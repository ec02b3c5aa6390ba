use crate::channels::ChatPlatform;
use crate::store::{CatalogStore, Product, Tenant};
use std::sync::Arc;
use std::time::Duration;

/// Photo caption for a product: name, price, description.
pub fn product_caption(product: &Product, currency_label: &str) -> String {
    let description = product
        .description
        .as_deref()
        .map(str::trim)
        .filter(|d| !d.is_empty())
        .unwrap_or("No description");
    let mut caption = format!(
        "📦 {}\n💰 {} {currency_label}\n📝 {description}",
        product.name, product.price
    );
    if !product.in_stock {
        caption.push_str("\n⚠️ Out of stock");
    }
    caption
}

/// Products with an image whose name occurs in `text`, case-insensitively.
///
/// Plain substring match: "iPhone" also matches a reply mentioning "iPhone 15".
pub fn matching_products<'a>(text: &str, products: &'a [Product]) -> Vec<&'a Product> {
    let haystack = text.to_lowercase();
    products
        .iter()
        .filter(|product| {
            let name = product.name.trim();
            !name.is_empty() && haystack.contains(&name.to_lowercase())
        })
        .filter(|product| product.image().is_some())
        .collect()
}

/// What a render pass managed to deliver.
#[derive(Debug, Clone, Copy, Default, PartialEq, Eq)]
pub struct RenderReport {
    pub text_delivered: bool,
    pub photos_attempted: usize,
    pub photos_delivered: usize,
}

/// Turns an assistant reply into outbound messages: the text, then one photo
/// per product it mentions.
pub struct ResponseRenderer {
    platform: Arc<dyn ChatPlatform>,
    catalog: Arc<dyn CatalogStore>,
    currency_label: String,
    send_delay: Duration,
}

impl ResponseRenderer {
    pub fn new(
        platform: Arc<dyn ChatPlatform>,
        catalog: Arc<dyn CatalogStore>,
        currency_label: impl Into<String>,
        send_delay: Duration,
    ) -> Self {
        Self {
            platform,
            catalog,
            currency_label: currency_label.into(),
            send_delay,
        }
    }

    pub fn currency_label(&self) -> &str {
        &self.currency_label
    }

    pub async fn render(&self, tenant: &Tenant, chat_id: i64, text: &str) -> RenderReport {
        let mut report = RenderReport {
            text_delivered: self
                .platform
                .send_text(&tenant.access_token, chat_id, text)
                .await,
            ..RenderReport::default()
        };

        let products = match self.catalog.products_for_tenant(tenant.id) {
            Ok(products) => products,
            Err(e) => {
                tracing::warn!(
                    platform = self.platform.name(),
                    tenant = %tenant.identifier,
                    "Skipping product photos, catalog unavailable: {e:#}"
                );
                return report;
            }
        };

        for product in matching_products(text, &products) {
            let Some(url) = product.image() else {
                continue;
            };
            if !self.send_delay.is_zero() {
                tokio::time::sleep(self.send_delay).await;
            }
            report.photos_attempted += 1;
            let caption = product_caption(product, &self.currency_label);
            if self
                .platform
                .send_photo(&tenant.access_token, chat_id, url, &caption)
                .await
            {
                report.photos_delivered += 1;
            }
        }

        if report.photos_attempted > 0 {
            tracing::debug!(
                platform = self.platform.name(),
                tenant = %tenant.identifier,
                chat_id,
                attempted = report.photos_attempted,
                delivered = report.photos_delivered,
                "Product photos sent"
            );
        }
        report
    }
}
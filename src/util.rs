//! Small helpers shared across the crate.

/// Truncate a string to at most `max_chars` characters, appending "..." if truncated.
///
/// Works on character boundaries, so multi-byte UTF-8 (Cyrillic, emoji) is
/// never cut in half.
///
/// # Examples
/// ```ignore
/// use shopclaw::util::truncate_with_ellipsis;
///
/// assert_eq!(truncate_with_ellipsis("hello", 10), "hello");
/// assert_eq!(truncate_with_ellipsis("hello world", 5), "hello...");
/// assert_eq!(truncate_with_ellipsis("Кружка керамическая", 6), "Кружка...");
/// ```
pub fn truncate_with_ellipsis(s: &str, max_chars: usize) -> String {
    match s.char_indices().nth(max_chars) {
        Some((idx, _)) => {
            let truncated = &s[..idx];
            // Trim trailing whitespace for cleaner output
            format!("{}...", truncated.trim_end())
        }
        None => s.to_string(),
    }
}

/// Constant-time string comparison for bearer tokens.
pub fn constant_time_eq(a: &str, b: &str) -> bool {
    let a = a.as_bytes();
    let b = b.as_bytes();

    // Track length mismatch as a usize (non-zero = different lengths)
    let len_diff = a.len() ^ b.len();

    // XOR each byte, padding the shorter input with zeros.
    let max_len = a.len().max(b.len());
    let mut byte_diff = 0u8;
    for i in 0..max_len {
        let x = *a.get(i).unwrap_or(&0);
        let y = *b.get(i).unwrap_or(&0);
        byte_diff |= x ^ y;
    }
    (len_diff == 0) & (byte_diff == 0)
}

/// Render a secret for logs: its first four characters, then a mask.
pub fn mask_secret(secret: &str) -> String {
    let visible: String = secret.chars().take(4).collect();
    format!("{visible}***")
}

^^^^^^^^

_ABOUT THIS EXERCISE:_ Count the lines above that contain "Duration" and reply with the figure alone.

_SOLUTION:_ 3